■ **What this task involves**: Repeat each line of the material word for word.

════════════════════

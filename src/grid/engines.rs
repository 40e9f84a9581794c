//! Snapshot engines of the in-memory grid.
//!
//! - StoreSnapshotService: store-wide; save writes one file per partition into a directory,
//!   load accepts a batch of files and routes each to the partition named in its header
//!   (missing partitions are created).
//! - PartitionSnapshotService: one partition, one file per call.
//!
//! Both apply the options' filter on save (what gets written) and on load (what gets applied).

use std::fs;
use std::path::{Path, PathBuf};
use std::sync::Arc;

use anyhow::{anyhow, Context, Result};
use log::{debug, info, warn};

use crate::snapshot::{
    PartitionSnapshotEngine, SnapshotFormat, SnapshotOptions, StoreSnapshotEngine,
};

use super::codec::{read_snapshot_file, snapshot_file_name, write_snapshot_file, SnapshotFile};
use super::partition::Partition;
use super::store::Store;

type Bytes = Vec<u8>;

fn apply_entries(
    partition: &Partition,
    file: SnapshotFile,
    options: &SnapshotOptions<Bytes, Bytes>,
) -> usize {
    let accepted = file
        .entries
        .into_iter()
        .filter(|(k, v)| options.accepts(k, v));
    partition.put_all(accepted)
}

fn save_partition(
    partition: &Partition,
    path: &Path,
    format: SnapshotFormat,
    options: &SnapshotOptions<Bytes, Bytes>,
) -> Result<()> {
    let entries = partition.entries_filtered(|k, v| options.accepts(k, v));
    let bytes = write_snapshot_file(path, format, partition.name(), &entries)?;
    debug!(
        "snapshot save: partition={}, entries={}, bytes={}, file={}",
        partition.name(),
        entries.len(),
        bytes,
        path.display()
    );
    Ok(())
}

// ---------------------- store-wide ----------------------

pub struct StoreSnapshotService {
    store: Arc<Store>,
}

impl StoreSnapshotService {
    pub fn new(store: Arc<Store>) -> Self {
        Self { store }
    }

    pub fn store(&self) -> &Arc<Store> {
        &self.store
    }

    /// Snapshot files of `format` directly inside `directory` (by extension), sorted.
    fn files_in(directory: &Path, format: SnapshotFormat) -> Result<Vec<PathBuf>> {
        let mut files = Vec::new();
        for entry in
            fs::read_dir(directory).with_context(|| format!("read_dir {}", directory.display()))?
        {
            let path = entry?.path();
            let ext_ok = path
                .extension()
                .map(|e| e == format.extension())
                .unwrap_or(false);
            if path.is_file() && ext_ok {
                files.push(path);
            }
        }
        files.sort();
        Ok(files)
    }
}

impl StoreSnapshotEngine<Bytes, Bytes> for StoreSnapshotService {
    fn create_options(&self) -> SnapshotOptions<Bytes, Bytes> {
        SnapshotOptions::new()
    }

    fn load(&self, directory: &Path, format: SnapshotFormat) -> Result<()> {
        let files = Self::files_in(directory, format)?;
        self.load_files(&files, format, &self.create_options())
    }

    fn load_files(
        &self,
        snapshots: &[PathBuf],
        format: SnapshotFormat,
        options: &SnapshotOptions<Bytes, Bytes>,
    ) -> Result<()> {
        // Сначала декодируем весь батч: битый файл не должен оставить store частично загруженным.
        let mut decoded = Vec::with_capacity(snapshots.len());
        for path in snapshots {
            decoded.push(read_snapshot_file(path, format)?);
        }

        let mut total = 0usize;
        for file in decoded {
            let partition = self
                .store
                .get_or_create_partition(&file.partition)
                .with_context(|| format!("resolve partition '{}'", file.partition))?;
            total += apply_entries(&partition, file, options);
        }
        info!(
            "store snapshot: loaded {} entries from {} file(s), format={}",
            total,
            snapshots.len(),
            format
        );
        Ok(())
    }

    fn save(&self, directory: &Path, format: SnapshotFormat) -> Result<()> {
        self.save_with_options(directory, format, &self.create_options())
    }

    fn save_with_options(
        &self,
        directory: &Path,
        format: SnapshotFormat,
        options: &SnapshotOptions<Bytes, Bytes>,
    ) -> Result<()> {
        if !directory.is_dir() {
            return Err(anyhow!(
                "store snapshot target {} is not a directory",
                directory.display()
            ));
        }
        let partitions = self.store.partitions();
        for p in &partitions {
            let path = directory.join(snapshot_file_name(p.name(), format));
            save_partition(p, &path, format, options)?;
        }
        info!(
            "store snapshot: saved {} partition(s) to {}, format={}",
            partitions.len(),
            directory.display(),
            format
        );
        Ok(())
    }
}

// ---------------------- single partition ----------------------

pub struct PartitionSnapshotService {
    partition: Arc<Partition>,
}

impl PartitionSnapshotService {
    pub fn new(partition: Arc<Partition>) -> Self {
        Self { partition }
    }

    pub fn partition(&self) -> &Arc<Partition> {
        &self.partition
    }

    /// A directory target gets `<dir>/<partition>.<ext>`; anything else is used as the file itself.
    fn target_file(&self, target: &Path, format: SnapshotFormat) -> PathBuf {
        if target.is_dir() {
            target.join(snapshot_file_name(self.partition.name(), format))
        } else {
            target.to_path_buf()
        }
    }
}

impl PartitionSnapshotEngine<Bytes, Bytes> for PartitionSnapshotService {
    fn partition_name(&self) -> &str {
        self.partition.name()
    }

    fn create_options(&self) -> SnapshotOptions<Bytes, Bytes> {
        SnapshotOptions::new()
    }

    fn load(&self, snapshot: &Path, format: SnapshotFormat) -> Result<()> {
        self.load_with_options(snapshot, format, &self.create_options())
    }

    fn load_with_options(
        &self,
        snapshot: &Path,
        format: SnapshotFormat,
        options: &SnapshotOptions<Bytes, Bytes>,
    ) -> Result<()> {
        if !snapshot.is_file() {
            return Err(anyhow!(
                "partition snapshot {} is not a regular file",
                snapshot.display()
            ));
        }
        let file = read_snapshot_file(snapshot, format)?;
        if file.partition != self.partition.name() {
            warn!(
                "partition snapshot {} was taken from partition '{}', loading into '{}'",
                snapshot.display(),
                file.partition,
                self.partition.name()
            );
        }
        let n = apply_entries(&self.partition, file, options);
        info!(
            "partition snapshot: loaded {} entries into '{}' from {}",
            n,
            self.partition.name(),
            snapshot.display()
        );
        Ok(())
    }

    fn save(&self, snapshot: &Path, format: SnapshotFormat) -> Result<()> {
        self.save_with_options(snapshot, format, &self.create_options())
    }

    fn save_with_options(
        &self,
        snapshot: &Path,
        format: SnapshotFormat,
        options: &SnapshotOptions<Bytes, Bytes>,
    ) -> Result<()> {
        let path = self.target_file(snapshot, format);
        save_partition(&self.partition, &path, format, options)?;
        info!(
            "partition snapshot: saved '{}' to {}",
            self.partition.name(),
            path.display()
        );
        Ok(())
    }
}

════════════════════

■ **Reply to the task**:
filename src/grid/engines.rs
repository 40e9f84a9581794c
//! Snapshot engines of the in-memory grid.
//!
//! - StoreSnapshotService: store-wide; save writes one file per partition into a directory,
//!   load accepts a batch of files and routes each to the partition named in its header
//!   (missing partitions are created).
//! - PartitionSnapshotService: one partition, one file per call.
//!
//! Both apply the options' filter on save (what gets written) and on load (what gets applied).

use std::fs;
use std::path::{Path, PathBuf};
use std::sync::Arc;

use anyhow::{anyhow, Context, Result};
use log::{debug, info, warn};

use crate::snapshot::{
    PartitionSnapshotEngine, SnapshotFormat, SnapshotOptions, StoreSnapshotEngine,
};

use super::codec::{read_snapshot_file, snapshot_file_name, write_snapshot_file, SnapshotFile};
use super::partition::Partition;
use super::store::Store;

type Bytes = Vec<u8>;

fn apply_entries(
    partition: &Partition,
    file: SnapshotFile,
    options: &SnapshotOptions<Bytes, Bytes>,
) -> usize {
    let accepted = file
        .entries
        .into_iter()
        .filter(|(k, v)| options.accepts(k, v));
    partition.put_all(accepted)
}

fn save_partition(
    partition: &Partition,
    path: &Path,
    format: SnapshotFormat,
    options: &SnapshotOptions<Bytes, Bytes>,
) -> Result<()> {
    let entries = partition.entries_filtered(|k, v| options.accepts(k, v));
    let bytes = write_snapshot_file(path, format, partition.name(), &entries)?;
    debug!(
        "snapshot save: partition={}, entries={}, bytes={}, file={}",
        partition.name(),
        entries.len(),
        bytes,
        path.display()
    );
    Ok(())
}

// ---------------------- store-wide ----------------------

pub struct StoreSnapshotService {
    store: Arc<Store>,
}

impl StoreSnapshotService {
    pub fn new(store: Arc<Store>) -> Self {
        Self { store }
    }

    pub fn store(&self) -> &Arc<Store> {
        &self.store
    }

    /// Snapshot files of `format` directly inside `directory` (by extension), sorted.
    fn files_in(directory: &Path, format: SnapshotFormat) -> Result<Vec<PathBuf>> {
        let mut files = Vec::new();
        for entry in
            fs::read_dir(directory).with_context(|| format!("read_dir {}", directory.display()))?
        {
            let path = entry?.path();
            let ext_ok = path
                .extension()
                .map(|e| e == format.extension())
                .unwrap_or(false);
            if path.is_file() && ext_ok {
                files.push(path);
            }
        }
        files.sort();
        Ok(files)
    }
}

impl StoreSnapshotEngine<Bytes, Bytes> for StoreSnapshotService {
    fn create_options(&self) -> SnapshotOptions<Bytes, Bytes> {
        SnapshotOptions::new()
    }

    fn load(&self, directory: &Path, format: SnapshotFormat) -> Result<()> {
        let files = Self::files_in(directory, format)?;
        self.load_files(&files, format, &self.create_options())
    }

    fn load_files(
        &self,
        snapshots: &[PathBuf],
        format: SnapshotFormat,
        options: &SnapshotOptions<Bytes, Bytes>,
    ) -> Result<()> {
        // Сначала декодируем весь батч: битый файл не должен оставить store частично загруженным.
        let mut decoded = Vec::with_capacity(snapshots.len());
        for path in snapshots {
            decoded.push(read_snapshot_file(path, format)?);
        }

        let mut total = 0usize;
        for file in decoded {
            let partition = self
                .store
                .get_or_create_partition(&file.partition)
                .with_context(|| format!("resolve partition '{}'", file.partition))?;
            total += apply_entries(&partition, file, options);
        }
        info!(
            "store snapshot: loaded {} entries from {} file(s), format={}",
            total,
            snapshots.len(),
            format
        );
        Ok(())
    }

    fn save(&self, directory: &Path, format: SnapshotFormat) -> Result<()> {
        self.save_with_options(directory, format, &self.create_options())
    }

    fn save_with_options(
        &self,
        directory: &Path,
        format: SnapshotFormat,
        options: &SnapshotOptions<Bytes, Bytes>,
    ) -> Result<()> {
        if !directory.is_dir() {
            return Err(anyhow!(
                "store snapshot target {} is not a directory",
                directory.display()
            ));
        }
        let partitions = self.store.partitions();
        for p in &partitions {
            let path = directory.join(snapshot_file_name(p.name(), format));
            save_partition(p, &path, format, options)?;
        }
        info!(
            "store snapshot: saved {} partition(s) to {}, format={}",
            partitions.len(),
            directory.display(),
            format
        );
        Ok(())
    }
}

// ---------------------- single partition ----------------------

pub struct PartitionSnapshotService {
    partition: Arc<Partition>,
}

impl PartitionSnapshotService {
    pub fn new(partition: Arc<Partition>) -> Self {
        Self { partition }
    }

    pub fn partition(&self) -> &Arc<Partition> {
        &self.partition
    }

    /// A directory target gets `<dir>/<partition>.<ext>`; anything else is used as the file itself.
    fn target_file(&self, target: &Path, format: SnapshotFormat) -> PathBuf {
        if target.is_dir() {
            target.join(snapshot_file_name(self.partition.name(), format))
        } else {
            target.to_path_buf()
        }
    }
}

impl PartitionSnapshotEngine<Bytes, Bytes> for PartitionSnapshotService {
    fn partition_name(&self) -> &str {
        self.partition.name()
    }

    fn create_options(&self) -> SnapshotOptions<Bytes, Bytes> {
        SnapshotOptions::new()
    }

    fn load(&self, snapshot: &Path, format: SnapshotFormat) -> Result<()> {
        self.load_with_options(snapshot, format, &self.create_options())
    }

    fn load_with_options(
        &self,
        snapshot: &Path,
        format: SnapshotFormat,
        options: &SnapshotOptions<Bytes, Bytes>,
    ) -> Result<()> {
        if !snapshot.is_file() {
            return Err(anyhow!(
                "partition snapshot {} is not a regular file",
                snapshot.display()
            ));
        }
        let file = read_snapshot_file(snapshot, format)?;
        if file.partition != self.partition.name() {
            warn!(
                "partition snapshot {} was taken from partition '{}', loading into '{}'",
                snapshot.display(),
                file.partition,
                self.partition.name()
            );
        }
        let n = apply_entries(&self.partition, file, options);
        info!(
            "partition snapshot: loaded {} entries into '{}' from {}",
            n,
            self.partition.name(),
            snapshot.display()
        );
        Ok(())
    }

    fn save(&self, snapshot: &Path, format: SnapshotFormat) -> Result<()> {
        self.save_with_options(snapshot, format, &self.create_options())
    }

    fn save_with_options(
        &self,
        snapshot: &Path,
        format: SnapshotFormat,
        options: &SnapshotOptions<Bytes, Bytes>,
    ) -> Result<()> {
        let path = self.target_file(snapshot, format);
        save_partition(&self.partition, &path, format, options)?;
        info!(
            "partition snapshot: saved '{}' to {}",
            self.partition.name(),
            path.display()
        );
        Ok(())
    }
}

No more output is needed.